The Sexy Move solution though is probably one of the best. You only learn one "algorithm" and it's just a commutator anyway. Unfortunately you don't build the standard first two layers and do the last layer separately. If I remember right, do all the edges, then corners, then orient the corners.


----------



## Cubenovice (Feb 16, 2011)

May I suggest an edges first approach:
Cross
3 middle layer edges via keyhole
EO and Edge permutation a la Heise
Commutators to solve corners

In this method the playing with edges and EO is very intuitive. 
You can try a lot of things when working on your last layer without too much risk of messing up the already solved F2L edges.

Commutators will be a little more work but hey, we're talking MIT MIR?

An easy introduction to commutators could be to place one corner at a time:
(Set up)
A place corner
B replace by random unsolved corner (reccomend half turn)
A'
B'
(Set up)'

Reason for only solving 1 at a time is to reduce the number of set up moves: less chance of messing up
Same reason for the D2 move (got this D2 from a commutator based beginner method described by Chris Hardwick)

After this you can show that by choosing the 2nd corner carefully you can actually solve 2 (when lucky 3...) at the same time.
For the last three corners you MUST choose carefully to ensure you solve all three at once (instead of ending up with twisted corners)
Since even the MIT guys will eventually run into twisted corners you could show how to solve twisted corners by two commutators.

1st comm
A Place 1st twisted corner in location of 2nd twisted corner
B replace by random solved corner (reccomend half turn)
A'
B'

2nd comm:
Solve the resulting 3 cycle

If you really want to challenge them you could offcourse use corner twisting commutators.


----------



## qqwref (Feb 16, 2011)

Corners first is nice and intuitive (although not fast). A basic intuitive solution would look like this:
- first layer of corners (intuitive inserts)
- second layer, CP and CO separately with commutators (for instance: R'DR U ... and R'D2RFD2F' U ...)
- insert 3 edges in left and 3 corresponding edges in right (intuitive inserts)
- roux style L6E (no algorithms, completely intuitive, pretty efficient)


----------



## Godmil (Feb 16, 2011)

Firstly, YAY for new videos. Secondly, how about a Heise finish. Do the F2L minus one CE pair (could do this with keyhole to make it easier), then use that open slot to orient and permute the LL edges, then use Commutators for the last 5 corners.


----------



## Kynit (Feb 16, 2011)

qqwref said:


> Corners first is nice and intuitive (although not fast). A basic intuitive solution would look like this:
> - first layer of corners (intuitive inserts)
> - second layer, CP and CO separately with commutators (for instance: R'DR U ... and R'D2RFD2F' U ...)
> - insert 3 edges in left and 3 corresponding edges in right (intuitive inserts)
> - roux style L6E (no algorithms, completely intuitive, pretty efficient)


 
This looks the best to me so far. The only really tricky part is the CLL. It seems really hard to make a completely intuitive corners method; the only I've seen is the sexy move trick for LL.


----------



## irontwig (Feb 16, 2011)

You only need to come up with one three corner cycle to solve the corners.


----------



## ben1996123 (Feb 16, 2011)

Kynit said:


> This looks the best to me so far. The only really tricky part is the CLL. It seems really hard to make a completely intuitive corners method; the only I've seen is the sexy move trick for LL.

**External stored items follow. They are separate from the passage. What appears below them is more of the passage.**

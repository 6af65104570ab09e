use async_trait::async_trait;
use tokio::sync::RwLock;

use super::snapshot::Snapshot;
use super::{CredentialRecord, CredentialStore, GroupPolicy, GroupSummary};
use crate::error::StoreError;

/// In-process store. Contents are lost when the process exits.
pub struct MemoryStore {
    snapshot: RwLock<Snapshot>,
    policy: GroupPolicy,
}

impl MemoryStore {
    pub fn new(policy: GroupPolicy) -> Self {
        Self::with_snapshot(Snapshot::default(), policy)
    }

    /// Store pre-seeded with `snapshot`.
    pub fn with_snapshot(snapshot: Snapshot, policy: GroupPolicy) -> Self {
        Self {
            snapshot: RwLock::new(snapshot),
            policy,
        }
    }

    /// Copy of the current contents.
    pub async fn snapshot(&self) -> Snapshot {
        self.snapshot.read().await.clone()
    }
}

#[async_trait]
impl CredentialStore for MemoryStore {
    async fn insert_if_absent(&self, group: &str, login: &str, digest: &str) -> Result<(), StoreError> {
        self.snapshot
            .write()
            .await
            .insert_if_absent(group, login, digest, self.policy)
    }

    async fn find(&self, group: &str, login: &str) -> Result<CredentialRecord, StoreError> {
        self.snapshot.read().await.find(group, login)
    }

    async fn toggle(&self, group: &str, login: &str, value: bool) -> Result<(), StoreError> {
        self.snapshot.write().await.toggle(group, login, value)
    }

    async fn ensure_group(&self, group: &str, relevance: bool) -> Result<bool, StoreError> {
        Ok(self.snapshot.write().await.ensure_group(group, relevance))
    }

    async fn groups(&self) -> Result<Vec<GroupSummary>, StoreError> {
        Ok(self.snapshot.read().await.summaries())
    }
}
//! Outbound message capability.

use async_trait::async_trait;
use teloxide::types::ChatId;

/// Keyboard or button attached to a reply.
#[derive(Debug, Clone, Copy, PartialEq, Eq, Default)]
pub enum Markup {
    #[default]
    None,
    /// Reply keyboard with the start and status buttons
    MainKeyboard,
    /// Inline button linking to the channel
    ChannelLink,
}

#[derive(Debug, Clone, PartialEq, Eq)]
pub struct Reply {
    pub text: String,
    pub markup: Markup,
}

impl Reply {
    pub fn new(text: impl Into<String>) -> Self {
        Self {
            text: text.into(),
            markup: Markup::MainKeyboard,
        }
    }

    pub fn channel_link(text: impl Into<String>) -> Self {
        Self {
            text: text.into(),
            markup: Markup::ChannelLink,
        }
    }
}

/// Fire-and-forget delivery. Implementations log failures and never retry.
#[async_trait]
pub trait Outbound: Send + Sync {
    async fn send(&self, chat_id: ChatId, reply: Reply);
}
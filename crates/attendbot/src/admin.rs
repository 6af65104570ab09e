//! Store administration behind the `add-group` and `groups` commands.

use attendcore::{CredentialStore, GroupSummary};

/// Creates `name` unless it exists and returns a line for the operator.
pub async fn add_group(store: &dyn CredentialStore, name: &str, relevant: bool) -> anyhow::Result<String> {
    let name = name.trim();
    if name.is_empty() || name.split_whitespace().nth(1).is_some() {
        anyhow::bail!("group name must be a single non-empty word, got {:?}", name);
    }

    let created = store.ensure_group(name, relevant).await?;
    Ok(if created {
        log::info!("Created group {:?} (relevance: {})", name, relevant);
        format!("Group {} created", name)
    } else {
        format!("Group {} already exists", name)
    })
}

/// Renders the group listing as a plain table.
pub async fn list_groups(store: &dyn CredentialStore) -> anyhow::Result<String> {
    let groups = store.groups().await?;
    Ok(render(&groups))
}

fn render(groups: &[GroupSummary]) -> String {
    if groups.is_empty() {
        return "No groups".to_string();
    }

    let width = groups.iter().map(|g| g.name.chars().count()).max().unwrap_or(0).max(5);
    let mut out = format!("{:<width$}  {:>8}  {:>8}  {:>8}\n", "GROUP", "RELEVANT", "STUDENTS", "PRESENT");
    for group in groups {
        out.push_str(&format!(
            "{:<width$}  {:>8}  {:>8}  {:>8}\n",
            group.name,
            if group.relevance { "yes" } else { "no" },
            group.students,
            group.present,
        ));
    }
    out
}

#[cfg(test)]
mod tests {
    use super::*;
    use attendcore::store::MemoryStore;
    use attendcore::GroupPolicy;
    use pretty_assertions::assert_eq;

    #[tokio::test]
    async fn test_add_group_twice() {
        let store = MemoryStore::new(GroupPolicy::RequireExisting);
        assert_eq!(add_group(&store, "CS-101", true).await.unwrap(), "Group CS-101 created");
        assert_eq!(add_group(&store, " CS-101 ", false).await.unwrap(), "Group CS-101 already exists");
        assert!(store.groups().await.unwrap()[0].relevance);
    }

    #[tokio::test]
    async fn test_add_group_rejects_bad_names() {
        let store = MemoryStore::new(GroupPolicy::RequireExisting);
        assert!(add_group(&store, "", false).await.is_err());
        assert!(add_group(&store, "CS 101", false).await.is_err());
    }

    #[tokio::test]
    async fn test_list_groups() {
        let store = MemoryStore::new(GroupPolicy::AutoCreate);
        assert_eq!(list_groups(&store).await.unwrap(), "No groups");

        store.ensure_group("CS-101", true).await.unwrap();
        store.insert_if_absent("CS-101", "alice", "d").await.unwrap();
        store.toggle("CS-101", "alice", true).await.unwrap();

        let listing = list_groups(&store).await.unwrap();
        let lines: Vec<&str> = listing.lines().collect();
        assert_eq!(lines.len(), 2);
        assert!(lines[0].starts_with("GROUP"));
        assert_eq!(
            lines[1].split_whitespace().collect::<Vec<_>>(),
            vec!["CS-101", "yes", "1", "1"]
        );
    }
}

[R' D' R D]2 U/U'/U2 [D' R' D' R]2 U'/U/U2

R' D' R U/U'/U2 R' D R etc.


----------



## rishidoshi (Feb 16, 2011)

badmephisto said:


> Since people sometimes complain to me about how lame it is that you have to learn algorithms, and that there is no intelligence to solving it.


 
1st of all kudos for thinking this!!
2nd, i guess some people who do not know cubing at all (read smart a$$es) will never appreciate the way it is to be solved. Many non cubers think it is to be solved "face by face" using some alien intelligence. So algs do turn them off  The suggestions posted here by many people do involve some amount of algs (even if basic ones). So it wont really "answer" the critics. 
I do agree on your point about *"and make them feel dumb in the process"* :tu
But do we really need to do this just to answer some smart $$$.??
I guess (personal guess) the evolution of cubing is such that it might have started out by intuitive solving and later people wrote algs for what they 'intuited'. New age cubers learn from people who struggled and made it easy for the next generation (read badmephisto as one of them   ). 
anyway i think im being neuteral (or skeptical) idk 
Cheers!


----------



## StachuK1992 (Feb 16, 2011)

Why not just teach them Heise?


----------



## TheManInBlack (Feb 16, 2011)

You can teach them without explaining the Algorithm, An example 

(For this case we will use R' D' blah blah blah) 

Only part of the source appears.